> [Exercise goal] When you respond, restate each record exactly as it is given.

------------------------------------------------------------

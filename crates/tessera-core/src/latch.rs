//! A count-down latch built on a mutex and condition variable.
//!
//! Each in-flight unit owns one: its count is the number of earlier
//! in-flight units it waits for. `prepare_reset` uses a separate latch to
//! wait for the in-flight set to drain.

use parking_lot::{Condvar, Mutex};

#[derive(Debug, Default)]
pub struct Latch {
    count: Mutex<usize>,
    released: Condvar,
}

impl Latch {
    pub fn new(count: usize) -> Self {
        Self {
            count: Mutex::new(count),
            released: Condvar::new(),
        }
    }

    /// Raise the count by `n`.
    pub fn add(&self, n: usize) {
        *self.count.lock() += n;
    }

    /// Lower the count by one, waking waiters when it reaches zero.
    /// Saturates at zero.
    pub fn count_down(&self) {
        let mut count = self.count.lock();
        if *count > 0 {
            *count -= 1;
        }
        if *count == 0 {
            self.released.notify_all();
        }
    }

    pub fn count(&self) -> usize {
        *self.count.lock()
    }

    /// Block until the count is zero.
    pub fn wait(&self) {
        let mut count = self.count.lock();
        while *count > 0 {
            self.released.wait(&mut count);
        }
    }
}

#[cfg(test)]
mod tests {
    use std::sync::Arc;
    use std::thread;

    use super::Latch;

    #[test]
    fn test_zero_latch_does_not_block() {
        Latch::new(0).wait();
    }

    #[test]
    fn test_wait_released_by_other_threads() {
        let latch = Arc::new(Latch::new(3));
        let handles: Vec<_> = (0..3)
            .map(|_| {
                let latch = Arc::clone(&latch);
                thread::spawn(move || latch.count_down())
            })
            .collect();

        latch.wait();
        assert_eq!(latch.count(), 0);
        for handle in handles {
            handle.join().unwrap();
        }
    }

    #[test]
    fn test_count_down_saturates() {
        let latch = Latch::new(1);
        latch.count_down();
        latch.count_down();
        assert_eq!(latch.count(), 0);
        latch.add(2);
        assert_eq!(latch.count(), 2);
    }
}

------------------------------------------------------------

> [Result of the task]
filename crates/tessera-core/src/latch.rs
//! A count-down latch built on a mutex and condition variable.
//!
//! Each in-flight unit owns one: its count is the number of earlier
//! in-flight units it waits for. `prepare_reset` uses a separate latch to
//! wait for the in-flight set to drain.

use parking_lot::{Condvar, Mutex};

#[derive(Debug, Default)]
pub struct Latch {
    count: Mutex<usize>,
    released: Condvar,
}

impl Latch {
    pub fn new(count: usize) -> Self {
        Self {
            count: Mutex::new(count),
            released: Condvar::new(),
        }
    }

    /// Raise the count by `n`.
    pub fn add(&self, n: usize) {
        *self.count.lock() += n;
    }

    /// Lower the count by one, waking waiters when it reaches zero.
    /// Saturates at zero.
    pub fn count_down(&self) {
        let mut count = self.count.lock();
        if *count > 0 {
            *count -= 1;
        }
        if *count == 0 {
            self.released.notify_all();
        }
    }

    pub fn count(&self) -> usize {
        *self.count.lock()
    }

    /// Block until the count is zero.
    pub fn wait(&self) {
        let mut count = self.count.lock();
        while *count > 0 {
            self.released.wait(&mut count);
        }
    }
}

#[cfg(test)]
mod tests {
    use std::sync::Arc;
    use std::thread;

    use super::Latch;

    #[test]
    fn test_zero_latch_does_not_block() {
        Latch::new(0).wait();
    }

    #[test]
    fn test_wait_released_by_other_threads() {
        let latch = Arc::new(Latch::new(3));
        let handles: Vec<_> = (0..3)
            .map(|_| {
                let latch = Arc::clone(&latch);
                thread::spawn(move || latch.count_down())
            })
            .collect();

        latch.wait();
        assert_eq!(latch.count(), 0);
        for handle in handles {
            handle.join().unwrap();
        }
    }

    #[test]
    fn test_count_down_saturates() {
        let latch = Latch::new(1);
        latch.count_down();
        latch.count_down();
        assert_eq!(latch.count(), 0);
        latch.add(2);
        assert_eq!(latch.count(), 2);
    }
}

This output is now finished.